Our results showed that the CT imaging features of RO and ChRCC are somewhat different, such as spoke-wheel like enhancement, segmental enhancement inversion, and stellate scar within masses during enhanced phases. Histopathological examinations confirm that spoke-wheel like enhancement are attributable to thick vessels running along the fibrous bands strongly stained by contrast material (18). Originally, the spoke-wheel arterial pattern on angiograms has been recognized as a characteristic finding of RO. However, it is unclear whether similar features can be demonstrated on enhanced CT scans. Additionally, no previous studies have described a spoke-wheel-like enhancement during dynamic CT scans in clear cell renal cell carcinomas (18). In our study there was evidence of spoken-wheel-like enhancement in 41 (73.2%) of the RO tumors whereas 11 (20.4%) of the patients with ChRCC had evidence of spoken-wheel-like enhancement, which significantly differentiate between ROs and ChRCCs (P < 0.001).
Woo (19) has reported that segmental enhancement inversion may be helpful in identifying RO. We defined segmental enhancement inversion as the contrast-enhanced biphasic renal CT finding of two distinct regions of enhancement of a renal mass in the corticomedullary phase in which the degree of enhancement reverses in the excretory (delayed) phase.

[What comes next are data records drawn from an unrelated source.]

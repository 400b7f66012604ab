//! Error types for catalog building, scanning and rewriting.
//!
//! Only profile errors stop a batch. Everything else describes what went
//! wrong with one reference file or one document and is folded into that
//! item's report by the caller.

use std::path::PathBuf;
use thiserror::Error;

#[derive(Error, Debug)]
pub enum EngineError {
    #[error("Failed to read reference file '{path}': {message}")]
    CatalogRead { path: PathBuf, message: String },

    #[error("Document '{path}' is not valid UTF-8: {message}")]
    Decode { path: PathBuf, message: String },

    #[error("Document '{path}' has no recognizable root element")]
    NoRootElement { path: PathBuf },

    #[error("Unresolved entity references: {}", format_names(.names))]
    UnresolvedEntities { names: Vec<String> },

    #[error("Invalid profile: {0}")]
    Profile(String),

    #[error("Profile is not valid JSON: {0}")]
    ProfileJson(#[from] serde_json::Error),
}

impl EngineError {
    pub fn profile(message: impl Into<String>) -> Self {
        Self::Profile(message.into())
    }
}

fn format_names(names: &[String]) -> String {
    names
        .iter()
        .map(|n| format!("&{};", n))
        .collect::<Vec<_>>()
        .join(", ")
}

The more enhanced segment correlated with compactly arranged tumor cells with scarcely intervening stroma, and the less enhanced segments correlated with abundant hyalinized stroma. In our study, 39 (69.6%) patients with RO and nine (16.7%) patients with ChRCC showed segmental inversion during the cortico-medullary and excretory phases, which significantly differentiate ROs from ChRCCs (P < 0.001). We infer that differences in stroma content are probably responsible for the observed segmental enhancement differences.
A central, sharply defined stellate scar is one of the characteristic CT findings of RO and present in 25–33% of large RO cases. However, Davidson (20) reported that the central scar found on CT scan is not specific of RO and can also be found in some renal cell carcinomas, but it is unclear whether ChRCC were included in this analysis. In our study, 26 (46.4%) patients with RO and 14 (25.9%) patients with ChRCC exhibited stellate scars (P = 0.025).
Retroperitoneal lymph node enlargement was found in only two patients with RO compared to 13 patients with ChRCC. Clear cell renal cell carcinoma is commonly associated with lymph node metastasis and renal vein infiltration (21,22). Hence, the differential biological behavior of the tumors may also provide useful diagnostic information.
Information regarding the clinical behavior of these two tumors is limited due to its rare incidence. Although the clinical course of these patients is rather indolent, routine follow-up is still mandatory. The correct distinction of these two tumors can lead to better understanding of their clinicopathologic differences, which should aid in developing individualized treatment plans.
Our study has several limitations. First, pathologic specimens were sectioned in a variety of planes, but only axial, sagittal, and coronal planes were available on CT images. Therefore, it was difficult to meticulously correlate the imaging findings with the histopathologic figures. Second, few patients were included in the study and finally, the retrospective nature of this study might have introduced some form of patient selection bias.
In conclusion, CT imaging features such as stellate scar, spoken-wheel-like enhancement, and segmental enhancement inversion were more common in RO than in ChRCCs and may help in differentiating RO from ChRCC.
Footnotes
Conflict of interest
None declared.
Funding
This research received no specific grant from any funding agency in the public, commercial, or not-for-profit sectors.